KUCHING: Sarawak will begin administering the Covid-19 booster dose to high-risk individuals starting next week.
Sarawak Disaster Management Committee (SDMC) advisor Datuk Seri Dr Sim Kui Hian said that the medical experts were now finalising the details on whether to use the Comirnaty (Pfizer-BioNTech) or Sinovac vaccines.
“We will start next week using either Pfizer or Sinovac, because Kuala Lumpur has started supplying us more Pfizer vaccines and we also have leftover stocks of Sinovac vaccine,” he said.
He told reporters when met after the World Rabies Day 2021 Sarawak hybrid virtual event at the Tegas Digital Innovation Hub yesterday (Oct 2).
“We will start to administer the booster dose for the priority group such as the high-risk and vulnerable individuals, medical frontliners, followed by those with comorbidities and then the general population,” he said.
Dr Sim, who is also the Local Government and Housing Minister, informed that the Ministry of Health (MOH) deputy director-general Datuk Dr Chong Chee Kong who is the head of the Greater Klang Valley Task Force to manage the Covid-19 situation there, would be arriving in Sarawak today (Oct 3).
“He is going to spend some time with us (to assist on the Covid-19 situation) as we are the first state to have a high vaccination rate and then first to have a surge in Covid-19 cases and breakthroughs,” he said.
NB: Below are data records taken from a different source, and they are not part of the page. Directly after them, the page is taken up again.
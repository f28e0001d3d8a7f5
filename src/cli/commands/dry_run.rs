//! Dry-run command implementation.
//!
//! `grcflow dry-run` executes a workflow end to end against the dispatcher's
//! text generator (an echo generator from the binary), which shows how
//! context and step results flow through the task templates.

use crate::agents::SharedGenerator;
use crate::cli::args::DryRunArgs;
use crate::config::{build_orchestrator, validate_workflow, Severity, WorkflowFile};
use crate::error::Result;
use crate::runner::{RunOptions, WorkflowRun};
use crate::ui::UserInterface;

use super::dispatcher::{load_or_report, Command, CommandResult};

/// The dry-run command implementation.
pub struct DryRunCommand {
    args: DryRunArgs,
    generator: SharedGenerator,
}

impl DryRunCommand {
    /// Create a new dry-run command.
    pub fn new(args: DryRunArgs, generator: SharedGenerator) -> Self {
        Self { args, generator }
    }

    /// File options overridden by `--set` and `--max-retries`.
    fn run_options(&self, file: &WorkflowFile) -> RunOptions {
        let mut options = file.run_options();
        for (key, value) in &self.args.set {
            options.context.insert(key.clone(), value.clone());
        }
        if let Some(max_retries) = self.args.max_retries {
            options.max_retries = max_retries;
        }
        options
    }

    fn report(&self, run: &WorkflowRun, ui: &mut dyn UserInterface) {
        ui.show_header(&format!("Dry run: {}", run.workflow));

        if let Some(error) = run.workflow_error() {
            ui.error(error);
        }

        for step in &run.execution_order {
            if let Some(output) = run.results.get(step) {
                ui.step_succeeded(step, output);
            } else if let Some(error) = run.errors.get(step) {
                ui.step_failed(step, error);
            } else {
                ui.step_skipped(step);
            }
        }

        if run.success {
            ui.success(&run.summary_line());
        } else {
            ui.error(&run.summary_line());
        }
    }
}

impl Command for DryRunCommand {
    fn execute(&self, ui: &mut dyn UserInterface) -> Result<CommandResult> {
        let file = match load_or_report(&self.args.file, ui) {
            Ok(file) => file,
            Err(result) => return Ok(result),
        };

        let blocking: Vec<_> = validate_workflow(&file)
            .into_iter()
            .filter(|f| f.severity == Severity::Error && f.rule != "circular-dependency")
            .collect();
        if !blocking.is_empty() {
            for finding in &blocking {
                ui.error(&format!("[{}] {}", finding.rule, finding.message));
            }
            return Ok(CommandResult::failure(1));
        }

        let mut workflow = build_orchestrator(&file, self.generator.clone())?;
        let run = workflow.execute_with(&self.run_options(&file));

        if self.args.json {
            let json = serde_json::to_string_pretty(&run).map_err(anyhow::Error::from)?;
            ui.raw(&json);
        } else {
            self.report(&run, ui);
        }

        if run.success {
            Ok(CommandResult::success())
        } else {
            Ok(CommandResult::failure(1))
        }
    }
}

#[cfg(test)]
mod tests {
    use super::*;
    use crate::agents::EchoGenerator;
    use crate::ui::MockUI;
    use serde_json::json;
    use std::fs;
    use std::path::PathBuf;
    use std::sync::Arc;
    use tempfile::TempDir;

    const WORKFLOW: &str = r#"
name: privacy
agents:
  echo:
    system_message: "Echo"
steps:
  - name: research
    agent: echo
    task: "Research {topic}"
  - name: analyze
    agent: echo
    task: "Analyze {research}"
    depends_on: [research]
  - name: escalate
    agent: echo
    task: "Escalate {analyze}"
    depends_on: [analyze]
    when:
      key: escalate
"#;

    fn write(temp: &TempDir, yaml: &str) -> PathBuf {
        let path = temp.path().join("w.yml");
        fs::write(&path, yaml).unwrap();
        path
    }

    fn args(file: PathBuf) -> DryRunArgs {
        DryRunArgs {
            file,
            set: Vec::new(),
            max_retries: None,
            json: false,
        }
    }

    fn command(args: DryRunArgs) -> DryRunCommand {
        DryRunCommand::new(args, Arc::new(EchoGenerator::new()))
    }

    #[test]
    fn runs_with_set_values() {
        let temp = TempDir::new().unwrap();
        let mut args = args(write(&temp, WORKFLOW));
        args.set.push(("topic".to_string(), json!("privacy")));

        let mut ui = MockUI::new();
        let result = command(args).execute(&mut ui).unwrap();

        assert!(result.success);
        assert_eq!(ui.headers(), ["Dry run: privacy"]);
        let steps: Vec<&str> = ui
            .succeeded_steps()
            .iter()
            .map(|(s, _)| s.as_str())
            .collect();
        assert_eq!(steps, vec!["research", "analyze"]);
        assert!(ui.succeeded_steps()[1].1.starts_with("Analyze Research privacy"));
        assert_eq!(ui.skipped_steps(), ["escalate"]);
    }

    #[test]
    fn missing_variable_fails_run() {
        let temp = TempDir::new().unwrap();
        let mut args = args(write(&temp, WORKFLOW));
        args.max_retries = Some(0);

        let mut ui = MockUI::new();
        let result = command(args).execute(&mut ui).unwrap();

        assert_eq!(result.exit_code, 1);
        assert_eq!(ui.failed_steps()[0].0, "research");
        assert_eq!(
            ui.failed_steps()[1],
            (
                "analyze".to_string(),
                "Dependencies not satisfied: research".to_string()
            )
        );
    }

    #[test]
    fn json_output_is_the_run() {
        let temp = TempDir::new().unwrap();
        let mut args = args(write(&temp, WORKFLOW));
        args.set.push(("topic".to_string(), json!("privacy")));
        args.set.push(("escalate".to_string(), json!(true)));
        args.json = true;

        let mut ui = MockUI::new();
        let result = command(args).execute(&mut ui).unwrap();

        assert!(result.success);
        let run: serde_json::Value = serde_json::from_str(&ui.raw_output()[0]).unwrap();
        assert_eq!(run["workflow"], "privacy");
        assert_eq!(run["success"], true);
        assert_eq!(run["execution_order"], json!(["research", "analyze", "escalate"]));
        assert_eq!(run["attempts"]["research"], 1);
    }

    #[test]
    fn cycle_is_reported_as_workflow_error() {
        let temp = TempDir::new().unwrap();
        let path = write(
            &temp,
            "agents:\n  a: {}\nsteps:\n  - {name: x, agent: a, task: t, depends_on: [y]}\n  - {name: y, agent: a, task: t, depends_on: [x]}\n",
        );

        let mut ui = MockUI::new();
        let result = command(args(path)).execute(&mut ui).unwrap();

        assert_eq!(result.exit_code, 1);
        assert!(ui.errors()[0].contains("Circular dependencies detected"));
    }

    #[test]
    fn invalid_file_is_not_run() {
        let temp = TempDir::new().unwrap();
        let path = write(&temp, "steps:\n  - {name: x, agent: ghost, task: t}\n");

        let mut ui = MockUI::new();
        let result = command(args(path)).execute(&mut ui).unwrap();

        assert_eq!(result.exit_code, 1);
        assert!(ui.errors()[0].starts_with("[unknown-agent]"));
        assert!(ui.headers().is_empty());
    }
}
Dr Sim also hoped that the National Pharmaceutical Regulatory Agency (NPRA) would look into approving Covid-19 vaccination for children aged 12 and below in the state. He said this age group constituted 20 percent of the total population in the state.
“When these young children get infected, they will experience mild symptoms but we are always worried about the impact of this infection in the longer term.
“So if possible, from the policy point of view, maybe we need to take their blood for further studies,” he said.
Dr Sim also urged the people to take other preventive measures aside from adhering to the standard operating procedures (SOPs) that has been set to curb the spread of Covid-19.
The three measures, he said, is to do self-risk assessment, self-test and self-monitoring.
“Know your risk when you are out so that necessary precautionary measures can be taken. While self-testing is important so that we can stop the transmission earlier, this must come with our self-responsibility.
“In addition, monitor your health and know the danger sign and at what stage it is dangerous. For instance, at what level of oxygen saturation is dangerous to the person,” said Dr Sim.